However, the '82 club, which was reunited at Busch Stadium this past weekend to celebrate the 30th anniversary of its title, didn't need home run threats to win. That team relied on speed, sound defense and solid pitching -- the fundamentals of "Whiteyball," an aggressive style of play implemented by eventual Hall of Fame manager Whitey Herzog.
"We made things happen," said Ken Oberkfell, the club's third baseman. "If we hit it to the gap, we were always thinking triple, and we put a lot of pressure on the opposing team with our aggressiveness. We didn't try to hit home runs and if we did, they were probably by accident. We did the right things as far as putting the ball in play, moving the runners, sacrificing, getting guys in from third. It was a fun team to watch if you appreciated the game of baseball."
Herzog, hired by the Cardinals to be their manager and general manager in 1980, hand-picked players with speed and base-stealing ability for the top of his lineup.
The result? The Cards swiped a National League-high 200 bags in 1982. Four players stole at least 24 bases, led by a single-season career-high 62 by left fielder Lonnie Smith.
"It was hard to pitch to us," said closer Bruce Sutter. "Very frustrating because you'd give up a walk and the next two pitches, he's standing on third. Ground ball to second base scores a run, and you didn't give up a hit yet. Just to watch what it did to opposing pitchers was a lot of fun."
Whiteyball was developed not only around the personnel, but on the club's surroundings. Herzog arrived in St. Louis, saw the deep outfield walls of Busch Stadium and felt the hard, fast AstroTurf surface beneath his feet.
Herzog, who previously managed the Royals, a somewhat similar team that played in a similar environment, envisioned ground balls zipping through the infield and rolling around for days deep in the outfield as his runners circled the bases and ran free on any given pitch.

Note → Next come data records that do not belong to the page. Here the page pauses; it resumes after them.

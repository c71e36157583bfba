//! Configuration of the responder.

use std::collections::HashSet;
use std::path::{Path, PathBuf};
use std::str::FromStr;
use std::{env, fmt, fs, io};

use log::{error, LevelFilter};
use serde::de;
use serde::{Deserialize, Deserializer};
use x509_cert::name::Name;

use crate::cmp::algorithms::{MacAlg, OwfAlg, SignatureAlg};
use crate::cmp::profile::ProfileKind;
use crate::cmp::protection::ProtectionMethod;
use crate::commons::crypto::CryptoError;
use crate::constants::*;

//------------ ConfigDefaults ------------------------------------------------

pub struct ConfigDefaults;

impl ConfigDefaults {
    fn log_level() -> LevelFilter {
        match env::var(CMPSERV_ENV_LOG_LEVEL) {
            Ok(level) => match LevelFilter::from_str(&level) {
                Ok(level) => level,
                Err(_) => {
                    eprintln!("Unrecognized value for log level in env var {}", CMPSERV_ENV_LOG_LEVEL);
                    ::std::process::exit(1);
                }
            },
            _ => LevelFilter::Info,
        }
    }

    fn log_type() -> LogType {
        LogType::Stderr
    }

    fn syslog_facility() -> String {
        "daemon".to_string()
    }

    fn protection() -> ProtectionMethod {
        ProtectionMethod::Signature
    }

    fn pbm_iterations() -> u32 {
        PBM_DEFAULT_ITERATIONS
    }

    fn pbm_salt_length() -> usize {
        PBM_DEFAULT_SALT_LEN
    }

    fn require_pop() -> bool {
        true
    }
}

//------------ Config --------------------------------------------------------

#[derive(Clone, Debug, Deserialize)]
pub struct Config {
    #[serde(
        default = "ConfigDefaults::log_level",
        deserialize_with = "crate::commons::util::ext_serde::de_level_filter"
    )]
    pub log_level: LevelFilter,

    #[serde(default = "ConfigDefaults::log_type")]
    pub log_type: LogType,

    pub log_file: Option<PathBuf>,

    #[serde(default = "ConfigDefaults::syslog_facility")]
    pub syslog_facility: String,

    #[serde(default)]
    pub profiles: Vec<ProfileConfig>,
}

/// # Create
impl Config {
    /// Reads and verifies the config file.
    pub fn parse(path: &Path) -> Result<Self, ConfigError> {
        let content = fs::read_to_string(path).map_err(|e| {
            ConfigError::Other(format!("Cannot read config file '{}': {}", path.display(), e))
        })?;
        Self::parse_str(&content)
    }

    pub fn parse_str(content: &str) -> Result<Self, ConfigError> {
        let config: Config = toml::from_str(content)?;
        config.verify()?;
        Ok(config)
    }

    pub fn profile(&self, name: &str) -> Option<&ProfileConfig> {
        self.profiles.iter().find(|profile| profile.name == name)
    }

    pub fn verify(&self) -> Result<(), ConfigError> {
        if self.log_type == LogType::File && self.log_file.is_none() {
            return Err(ConfigError::other("log_type 'file' requires log_file"));
        }

        let mut names = HashSet::new();
        for profile in &self.profiles {
            if !names.insert(profile.name.as_str()) {
                return Err(ConfigError::Other(format!(
                    "Duplicate profile name '{}'",
                    profile.name
                )));
            }
            profile.verify()?;
        }
        Ok(())
    }
}

/// # Logging
impl Config {
    pub fn init_logging(&self) -> Result<(), ConfigError> {
        match self.log_type {
            LogType::File => match &self.log_file {
                Some(path) => self.file_logger(path),
                None => Err(ConfigError::other("log_type 'file' requires log_file")),
            },
            LogType::Stderr => self.stderr_logger(),
            LogType::Syslog => self.syslog_logger(),
        }
    }

    /// Creates a stderr logger.
    fn stderr_logger(&self) -> Result<(), ConfigError> {
        self.fern_logger()
            .chain(io::stderr())
            .apply()
            .map_err(|e| ConfigError::Other(format!("Failed to init stderr logging: {}", e)))
    }

    /// Creates a file logger using the file provided by `path`.
    fn file_logger(&self, path: &Path) -> Result<(), ConfigError> {
        let file = match fern::log_file(path) {
            Ok(file) => file,
            Err(err) => {
                let error_string = format!("Failed to open log file '{}': {}", path.display(), err);
                error!("{}", error_string.as_str());
                return Err(ConfigError::Other(error_string));
            }
        };
        self.fern_logger()
            .chain(file)
            .apply()
            .map_err(|e| ConfigError::Other(format!("Failed to init file logging: {}", e)))
    }

    /// Creates a syslog logger and configures correctly.
    #[cfg(unix)]
    fn syslog_logger(&self) -> Result<(), ConfigError> {
        let facility = syslog::Facility::from_str(&self.syslog_facility)
            .map_err(|_| ConfigError::other("Invalid syslog_facility"))?;
        let process = env::current_exe()
            .ok()
            .and_then(|path| {
                path.file_name()
                    .and_then(std::ffi::OsStr::to_str)
                    .map(ToString::to_string)
            })
            .unwrap_or_else(|| String::from("cmpserv"));
        let formatter = syslog::Formatter3164 {
            facility,
            hostname: None,
            process,
            pid: std::process::id(),
        };
        let logger = syslog::unix(formatter.clone())
            .or_else(|_| syslog::tcp(formatter.clone(), ("127.0.0.1", 601)))
            .or_else(|_| syslog::udp(formatter, ("127.0.0.1", 0), ("127.0.0.1", 514)));
        match logger {
            Ok(logger) => self
                .fern_logger()
                .chain(logger)
                .apply()
                .map_err(|e| ConfigError::Other(format!("Failed to init syslog: {}", e))),
            Err(err) => {
                let msg = format!("Cannot connect to syslog: {}", err);
                Err(ConfigError::Other(msg))
            }
        }
    }

    #[cfg(not(unix))]
    fn syslog_logger(&self) -> Result<(), ConfigError> {
        Err(ConfigError::other("syslog is only supported on unix"))
    }

    /// Creates and returns a fern logger.
    fn fern_logger(&self) -> fern::Dispatch {
        let show_target = self.log_level == LevelFilter::Trace || self.log_level == LevelFilter::Debug;
        fern::Dispatch::new()
            .format(move |out, message, record| {
                if show_target {
                    out.finish(format_args!(
                        "{} [{}] [{}] {}",
                        chrono::Local::now().format("%Y-%m-%d %H:%M:%S"),
                        record.level(),
                        record.target(),
                        message
                    ))
                } else {
                    out.finish(format_args!(
                        "{} [{}] {}",
                        chrono::Local::now().format("%Y-%m-%d %H:%M:%S"),
                        record.level(),
                        message
                    ))
                }
            })
            .level(self.log_level)
    }
}

//------------ ProfileConfig -------------------------------------------------

/// The configuration of one enrollment profile.
#[derive(Clone, Debug, Deserialize)]
pub struct ProfileConfig {
    pub name: String,

    #[serde(default)]
    pub kind: ProfileKind,

    #[serde(default = "ConfigDefaults::protection")]
    pub request_protection: ProtectionMethod,

    #[serde(default = "ConfigDefaults::protection")]
    pub response_protection: ProtectionMethod,

    /// PEM private key for signature protection.
    pub signing_key: Option<PathBuf>,

    /// PEM certificates, the one for `signing_key` first.
    pub signing_chain: Option<PathBuf>,

    pub default_signature_alg: Option<SignatureAlg>,

    pub shared_secret: Option<String>,

    pub sender_kid: Option<String>,

    #[serde(default, deserialize_with = "crate::commons::util::ext_serde::de_name_opt")]
    pub sender_name: Option<Name>,

    #[serde(default, deserialize_with = "crate::commons::util::ext_serde::de_name_opt")]
    pub recipient: Option<Name>,

    #[serde(default = "ConfigDefaults::pbm_iterations")]
    pub pbm_iterations: u32,

    #[serde(default = "ConfigDefaults::pbm_salt_length")]
    pub pbm_salt_length: usize,

    #[serde(default)]
    pub pbm_owf: OwfAlg,

    #[serde(default)]
    pub pbm_mac: MacAlg,

    #[serde(default)]
    pub implicit_confirm: bool,

    #[serde(default = "ConfigDefaults::require_pop")]
    pub require_pop: bool,

    #[serde(default)]
    pub accept_ra_verified: bool,
}

impl ProfileConfig {
    fn uses(&self, method: ProtectionMethod) -> bool {
        self.request_protection == method || self.response_protection == method
    }

    fn verify(&self) -> Result<(), ConfigError> {
        let fail = |msg: &str| Err(ConfigError::Other(format!("Profile '{}': {}", self.name, msg)));

        if self.name.is_empty() {
            return Err(ConfigError::other("Profile without a name"));
        }
        if self.uses(ProtectionMethod::Signature)
            && (self.signing_key.is_none() || self.signing_chain.is_none())
        {
            return fail("signature protection requires signing_key and signing_chain");
        }
        if self.uses(ProtectionMethod::SharedSecret) {
            match &self.shared_secret {
                Some(secret) if !secret.is_empty() => {}
                _ => return fail("shared_secret protection requires a shared_secret"),
            }
        }
        if self.pbm_salt_length < PBM_MIN_SALT_LEN {
            return fail("pbm_salt_length must be at least 8");
        }
        if self.pbm_iterations < 1 || self.pbm_iterations > PBM_MAX_ITERATIONS {
            return fail("pbm_iterations must be between 1 and 100000");
        }
        Ok(())
    }
}

//------------ LogType -------------------------------------------------------

/// The target to log to.
#[derive(Clone, Debug, Eq, PartialEq)]
pub enum LogType {
    Stderr,
    File,
    Syslog,
}

impl<'de> Deserialize<'de> for LogType {
    fn deserialize<D>(d: D) -> Result<LogType, D::Error>
    where
        D: Deserializer<'de>,
    {
        let string = String::deserialize(d)?;
        match string.as_str() {
            "stderr" => Ok(LogType::Stderr),
            "file" => Ok(LogType::File),
            "syslog" => Ok(LogType::Syslog),
            _ => Err(de::Error::custom(format!(
                "expected \"stderr\", \"file\" or \"syslog\", found: \"{}\"",
                string
            ))),
        }
    }
}

//------------ ConfigError ---------------------------------------------------

#[derive(Debug)]
pub enum ConfigError {
    IoError(io::Error),
    TomlError(toml::de::Error),
    KeyMaterial(String, CryptoError),
    Other(String),
}

impl fmt::Display for ConfigError {
    fn fmt(&self, f: &mut fmt::Formatter) -> fmt::Result {
        match self {
            ConfigError::IoError(e) => e.fmt(f),
            ConfigError::TomlError(e) => e.fmt(f),
            ConfigError::KeyMaterial(profile, e) => {
                write!(f, "Profile '{}': cannot load key material: {}", profile, e)
            }
            ConfigError::Other(s) => s.fmt(f),
        }
    }
}

impl std::error::Error for ConfigError {}

impl ConfigError {
    pub fn other(s: &str) -> ConfigError {
        ConfigError::Other(s.to_string())
    }
}

impl From<io::Error> for ConfigError {
    fn from(e: io::Error) -> Self {
        ConfigError::IoError(e)
    }
}

impl From<toml::de::Error> for ConfigError {
    fn from(e: toml::de::Error) -> Self {
        ConfigError::TomlError(e)
    }
}

//============ Tests =========================================================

"It was good for hitting, [but] a little hard on the body," Oberkfell said of the AstroTurf. "We used it to our advantage."
Defensively, the club would be fundamentally sound and make all the routine plays. As Herzog had hoped, St. Louis tied Philadelphia in 1982 for the NL's best fielding percentage, and its 3.37 team ERA was third-best in the Majors.
"You just needed to throw strikes, keep the ball in the ballpark and go from there," Sutter said. "[Whitey] could have fell flat on his face, but he didn't. He had the right players with the right ideas and got the players to do what he wanted to do."
The Cardinals swept the Braves in the '82 National League Championship Series and met the Brewers in the World Series. Milwaukee hit 216 homers in 1982, pitting the club with the most homers against the team with the least.
St. Louis won a 13-1 blowout in Game 6, in which both catcher Darrell Porter and first baseman Keith Hernandez homered, to force a Game 7. Behind a strong outing by Joaquin Andujar and five RBI singles, Whiteyball prevailed and the Cards captured their first title since 1967.
"It was a great time in St. Louis," Herzog said. "It was a blue-collar team that worked in a blue-collar city and the people started loving them."
Many of the 1982 Cardinals agree; their style of play was unique to their era and their talents. While fundamental defense will always be valued in St. Louis, it's difficult to compare any other era of Cardinal baseball to the '82 team, Oberkfell said.
As shortstop Ozzie Smith noted, most parks aren't as large as the old Busch Stadium, and nowadays more clubs seek out power hitters to stock their lineups so homers can be hit over those shorter distances.
"I don't think it would work," Smith said. "I don't think people subscribe to it as much."
For taking a chance on a group of speedy, line-drive hitters and relying on a staff to keep the team in games, the 1982 Cardinals have Herzog and Whiteyball to thank for their title.
"Whitey let us play. He let us play the game," Oberkfell said. "He wanted us to play hard and play fundamental baseball and we did that as a team.
"That's what Whitey wanted. He wanted us to be fundamentally sound, and I give him all the credit in the world."